▶ Exercise instructions
A complete answer lists every line of the entries below where the string "matches" appears.

▶ Supplied records

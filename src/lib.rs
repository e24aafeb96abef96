//! Explains why a document does not match a MongoDB-style query.
//!
//! [`evaluate`] walks the query against the document and, instead of a
//! boolean, returns the query pruned down to the clauses that failed. An
//! empty result means the document matches.
//!
//! ```
//! use querydiff::{evaluate, parse, to_notation, Value};
//!
//! let doc = parse("{a: [{a: 1}, {a: 2}]}").unwrap();
//! let query = parse("{a: {$elemMatch: {a: {$gt: 5}}}}").unwrap();
//!
//! let mismatch = evaluate(&doc, query.as_object().unwrap()).unwrap();
//! assert_eq!(to_notation(&Value::Object(mismatch)), r#"{"a":{"$elemMatch":{"a":{"$gt":5}}}}"#);
//! ```

pub mod classify;
pub mod cli;
pub mod convert;
pub mod error;
pub mod evaluator;
pub mod lexer;
pub mod operators;
pub mod output;
pub mod parser;
pub mod path;
pub mod token;
pub mod value;
pub mod where_clause;

pub use classify::{is_primitive, is_query_expression, looks_like_operator};
pub use convert::to_json;
pub use error::{OperatorViolation, PatternError};
pub use evaluator::{evaluate, matches};
pub use lexer::{LexError, Lexer};
pub use output::{to_notation, to_notation_pretty};
pub use parser::{ParseError, Parser, parse};
pub use token::Token;
pub use value::{Map, Pattern, Predicate, Value};
pub use where_clause::WhereExpr;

▶ Response
//! empty result means the document matches.
pub use evaluator::{evaluate, matches};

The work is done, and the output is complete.